Biden opened his speech by pointing to this past weekend’s deadly shooting at a California synagogue, as well as the clashes at a 2017 white nationalist and neo-Nazi rally in Charlottesville, Va.
“We saw hate in Charlottesville, we saw it again in Pittsburgh at the Tree of Life Synagogue – the attack – the deadliest in American history on a Jewish community – and we’re reminded again that we are in a battle for America’s soul. I really believe that. And we have to restore it,” he emphasized.
Near the end of his speech, Biden took aim at the president again.
"Everybody knows who Donald Trump is," he says. "We Democrats and we independents who have the same view have to choose hope over fear, unity over division, and maybe most importantly, truth over lies.”

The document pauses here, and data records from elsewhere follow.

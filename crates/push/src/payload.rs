//! Wire payload construction for the push provider.

use serde_json::json;
use teampulse_core::push::PushMessage;

/// Build the multicast request body for one message and a token list.
///
/// Shape expected by the provider:
/// `{registration_ids, notification: {title, body}, data: {link, type?,
/// alertId?}, webpush: {fcmOptions: {link}}}`. Every `data` value is a
/// string; the provider rejects non-string data fields.
pub fn build(tokens: &[String], message: &PushMessage) -> serde_json::Value {
    let mut data = serde_json::Map::new();
    data.insert("link".to_string(), json!(message.link));
    if let Some(kind) = message.kind {
        data.insert("type".to_string(), json!(kind.as_str()));
    }
    if let Some(alert_id) = message.alert_id {
        data.insert("alertId".to_string(), json!(alert_id.to_string()));
    }

    json!({
        "registration_ids": tokens,
        "notification": {
            "title": message.title,
            "body": message.body,
        },
        "data": data,
        "webpush": {
            "fcmOptions": {
                "link": message.link,
            },
        },
    })
}

#[cfg(test)]
mod tests {
    use super::*;
    use teampulse_core::push::PushKind;

    fn tokens() -> Vec<String> {
        vec!["tok-a".to_string(), "tok-b".to_string()]
    }

    #[test]
    fn payload_carries_notification_and_link() {
        let message = PushMessage::new("Title", "Body", "/dashboard");
        let payload = build(&tokens(), &message);

        assert_eq!(payload["registration_ids"].as_array().unwrap().len(), 2);
        assert_eq!(payload["notification"]["title"], "Title");
        assert_eq!(payload["notification"]["body"], "Body");
        assert_eq!(payload["data"]["link"], "/dashboard");
        assert_eq!(payload["webpush"]["fcmOptions"]["link"], "/dashboard");
    }

    #[test]
    fn kind_and_alert_id_are_optional() {
        let message = PushMessage::new("T", "B", "/x");
        let payload = build(&tokens(), &message);
        assert!(payload["data"].get("type").is_none());
        assert!(payload["data"].get("alertId").is_none());
    }

    #[test]
    fn alert_message_sets_type_and_string_alert_id() {
        let message = PushMessage::new("New alert", "Check in", "/dashboard/alerts/9")
            .with_kind(PushKind::Alert)
            .with_alert(9);
        let payload = build(&tokens(), &message);

        assert_eq!(payload["data"]["type"], "alert");
        // Data values must be strings, including the id.
        assert_eq!(payload["data"]["alertId"], "9");
    }
}
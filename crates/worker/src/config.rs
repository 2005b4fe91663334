use chrono_tz::Tz;

/// Worker configuration loaded from environment variables.
#[derive(Debug, Clone)]
pub struct WorkerConfig {
    /// Local hour at which the nightly analysis fires (default: `17`).
    pub analysis_hour: u32,
    /// Local minute at which the nightly analysis fires (default: `0`).
    pub analysis_minute: u32,
    /// IANA timezone the schedule is expressed in (default: `Europe/Oslo`).
    pub schedule_tz: Tz,
}

impl WorkerConfig {
    /// Load configuration from environment variables with defaults.
    ///
    /// | Env Var           | Default       |
    /// |-------------------|---------------|
    /// | `ANALYSIS_HOUR`   | `17`          |
    /// | `ANALYSIS_MINUTE` | `0`           |
    /// | `SCHEDULE_TZ`     | `Europe/Oslo` |
    ///
    /// # Panics
    ///
    /// Panics on unparseable values; a worker with a wrong schedule is
    /// worse than one that refuses to start.
    pub fn from_env() -> Self {
        let analysis_hour: u32 = std::env::var("ANALYSIS_HOUR")
            .unwrap_or_else(|_| "17".into())
            .parse()
            .expect("ANALYSIS_HOUR must be a number");
        assert!(analysis_hour < 24, "ANALYSIS_HOUR must be 0-23");

        let analysis_minute: u32 = std::env::var("ANALYSIS_MINUTE")
            .unwrap_or_else(|_| "0".into())
            .parse()
            .expect("ANALYSIS_MINUTE must be a number");
        assert!(analysis_minute < 60, "ANALYSIS_MINUTE must be 0-59");

        let schedule_tz: Tz = std::env::var("SCHEDULE_TZ")
            .unwrap_or_else(|_| "Europe/Oslo".into())
            .parse()
            .expect("SCHEDULE_TZ must be a valid IANA timezone name");

        Self {
            analysis_hour,
            analysis_minute,
            schedule_tz,
        }
    }
}

#[cfg(test)]
mod tests {
    use super::*;

    #[test]
    fn default_timezone_parses() {
        let tz: Tz = "Europe/Oslo".parse().expect("zone should parse");
        assert_eq!(tz, chrono_tz::Europe::Oslo);
    }

    #[test]
    fn bogus_timezone_fails_to_parse() {
        assert!("Europe/Atlantis".parse::<Tz>().is_err());
    }
}
//! Tests for `AppError` → HTTP response mapping.
//!
//! These tests verify that each `AppError` variant produces the correct HTTP
//! status code, error code, and message. They do NOT need an HTTP server --
//! they call `IntoResponse` directly on `AppError` values.

use axum::response::IntoResponse;
use http_body_util::BodyExt;
use teampulse_api::error::AppError;
use teampulse_core::error::CoreError;

/// Helper: convert an `AppError` into its status code and parsed JSON body.
async fn error_to_response(err: AppError) -> (axum::http::StatusCode, serde_json::Value) {
    let response = err.into_response();
    let status = response.status();
    let bytes = response.into_body().collect().await.unwrap().to_bytes();
    let json: serde_json::Value = serde_json::from_slice(&bytes).unwrap();
    (status, json)
}

// ---------------------------------------------------------------------------
// Test: CoreError::NotFound maps to 404 with NOT_FOUND code
// ---------------------------------------------------------------------------

#[tokio::test]
async fn not_found_error_returns_404() {
    let err = AppError::Core(CoreError::NotFound {
        entity: "Alert",
        id: 42,
    });

    let (status, json) = error_to_response(err).await;

    assert_eq!(status, axum::http::StatusCode::NOT_FOUND);
    assert_eq!(json["code"], "NOT_FOUND");
    assert_eq!(json["error"], "Alert with id 42 not found");
}

// ---------------------------------------------------------------------------
// Test: AppError::BadRequest maps to 400 with BAD_REQUEST code
// ---------------------------------------------------------------------------

#[tokio::test]
async fn bad_request_error_returns_400() {
    let err = AppError::BadRequest("invalid field value".into());

    let (status, json) = error_to_response(err).await;

    assert_eq!(status, axum::http::StatusCode::BAD_REQUEST);
    assert_eq!(json["code"], "BAD_REQUEST");
    assert_eq!(json["error"], "invalid field value");
}

// ---------------------------------------------------------------------------
// Test: CoreError::Conflict maps to 409 with CONFLICT code
// ---------------------------------------------------------------------------

#[tokio::test]
async fn conflict_error_returns_409() {
    let err = AppError::Core(CoreError::Conflict(
        "Cannot move alert from 'resolved' to 'acknowledged'".into(),
    ));

    let (status, json) = error_to_response(err).await;

    assert_eq!(status, axum::http::StatusCode::CONFLICT);
    assert_eq!(json["code"], "CONFLICT");
    assert_eq!(
        json["error"],
        "Cannot move alert from 'resolved' to 'acknowledged'"
    );
}

// ---------------------------------------------------------------------------
// Test: AppError::InternalError maps to 500 and sanitizes the message
// ---------------------------------------------------------------------------

#[tokio::test]
async fn internal_error_returns_500_and_sanitizes_message() {
    let err = AppError::InternalError("secret database credentials leaked".into());

    let (status, json) = error_to_response(err).await;

    assert_eq!(status, axum::http::StatusCode::INTERNAL_SERVER_ERROR);
    assert_eq!(json["code"], "INTERNAL_ERROR");

    // The response body must NOT contain the original error details.
    let body_text = json.to_string();
    assert!(
        !body_text.contains("secret"),
        "Internal error response must not leak sensitive details"
    );
    assert_eq!(json["error"], "An internal error occurred");
}

// ---------------------------------------------------------------------------
// Test: AppError::Job maps to 500 with JOB_FAILED and a verbatim message
// ---------------------------------------------------------------------------

#[tokio::test]
async fn job_error_returns_500_with_verbatim_message() {
    let err = AppError::Job("error returned from database: connection refused".into());

    let (status, json) = error_to_response(err).await;

    assert_eq!(status, axum::http::StatusCode::INTERNAL_SERVER_ERROR);
    assert_eq!(json["code"], "JOB_FAILED");

    // Job failures come from admin-only manual triggers; unlike
    // INTERNAL_ERROR the message passes through for debugging.
    assert_eq!(
        json["error"],
        "error returned from database: connection refused"
    );
}

// ---------------------------------------------------------------------------
// Test: CoreError::Unauthorized maps to 401 with UNAUTHORIZED code
// ---------------------------------------------------------------------------

#[tokio::test]
async fn unauthorized_error_returns_401() {
    let err = AppError::Core(CoreError::Unauthorized("no token provided".into()));

    let (status, json) = error_to_response(err).await;

    assert_eq!(status, axum::http::StatusCode::UNAUTHORIZED);
    assert_eq!(json["code"], "UNAUTHORIZED");
    assert_eq!(json["error"], "no token provided");
}

// ---------------------------------------------------------------------------
// Test: CoreError::Validation maps to 400 with VALIDATION_ERROR code
// ---------------------------------------------------------------------------

#[tokio::test]
async fn validation_error_returns_400() {
    let err = AppError::Core(CoreError::Validation(
        "sleep_quality must be between 1 and 5".into(),
    ));

    let (status, json) = error_to_response(err).await;

    assert_eq!(status, axum::http::StatusCode::BAD_REQUEST);
    assert_eq!(json["code"], "VALIDATION_ERROR");
    assert_eq!(json["error"], "sleep_quality must be between 1 and 5");
}

// ---------------------------------------------------------------------------
// Test: CoreError::Forbidden maps to 403 with FORBIDDEN code
// ---------------------------------------------------------------------------

#[tokio::test]
async fn forbidden_error_returns_403() {
    let err = AppError::Core(CoreError::Forbidden("Alert is outside your scope".into()));

    let (status, json) = error_to_response(err).await;

    assert_eq!(status, axum::http::StatusCode::FORBIDDEN);
    assert_eq!(json["code"], "FORBIDDEN");
    assert_eq!(json["error"], "Alert is outside your scope");
}

// ---------------------------------------------------------------------------
// Test: CoreError::Internal maps to 500 and sanitizes like InternalError
// ---------------------------------------------------------------------------

#[tokio::test]
async fn core_internal_error_returns_500_and_sanitizes() {
    let err = AppError::Core(CoreError::Internal("panic stack trace here".into()));

    let (status, json) = error_to_response(err).await;

    assert_eq!(status, axum::http::StatusCode::INTERNAL_SERVER_ERROR);
    assert_eq!(json["code"], "INTERNAL_ERROR");

    let body_text = json.to_string();
    assert!(
        !body_text.contains("panic stack trace"),
        "Core internal error must not leak details"
    );
    assert_eq!(json["error"], "An internal error occurred");
}

// ---------------------------------------------------------------------------
// Test: sqlx RowNotFound maps to 404 without leaking database detail
// ---------------------------------------------------------------------------

#[tokio::test]
async fn sqlx_row_not_found_returns_404() {
    let err = AppError::Database(sqlx::Error::RowNotFound);

    let (status, json) = error_to_response(err).await;

    assert_eq!(status, axum::http::StatusCode::NOT_FOUND);
    assert_eq!(json["code"], "NOT_FOUND");
    assert_eq!(json["error"], "Resource not found");
}

// ---------------------------------------------------------------------------
// Test: other sqlx errors map to 500 and sanitize the message
// ---------------------------------------------------------------------------

#[tokio::test]
async fn sqlx_pool_error_returns_500_and_sanitizes() {
    let err = AppError::Database(sqlx::Error::PoolTimedOut);

    let (status, json) = error_to_response(err).await;

    assert_eq!(status, axum::http::StatusCode::INTERNAL_SERVER_ERROR);
    assert_eq!(json["code"], "INTERNAL_ERROR");
    assert_eq!(json["error"], "An internal error occurred");
}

Biden entered the hall to the Bruce Springsteen song "We Take Care of Our Own," a popular theme of the Obama-Biden 2012 re-election campaign.
Hours earlier, the former vice president landed his first major endorsement, from the International Association of Fire Fighters (IAFF). IAFF general president Harold Schaitberger warmed up the crowd in Pittsburgh as they waited for Biden to arrive.
Soon after the endorsement, Trump slammed the leaders of what he called the “Dues Sucking firefighters” union.
“I’ll never get the support of Dues Crazy union leadership, those people who rip-off their membership with ridiculously high dues, medical and other expenses while being paid a fortune. But the members love Trump. They look at our record economy, tax & reg cuts, military etc. WIN!” Trump tweeted.
Fox News' Peter Doocy contributed to this report.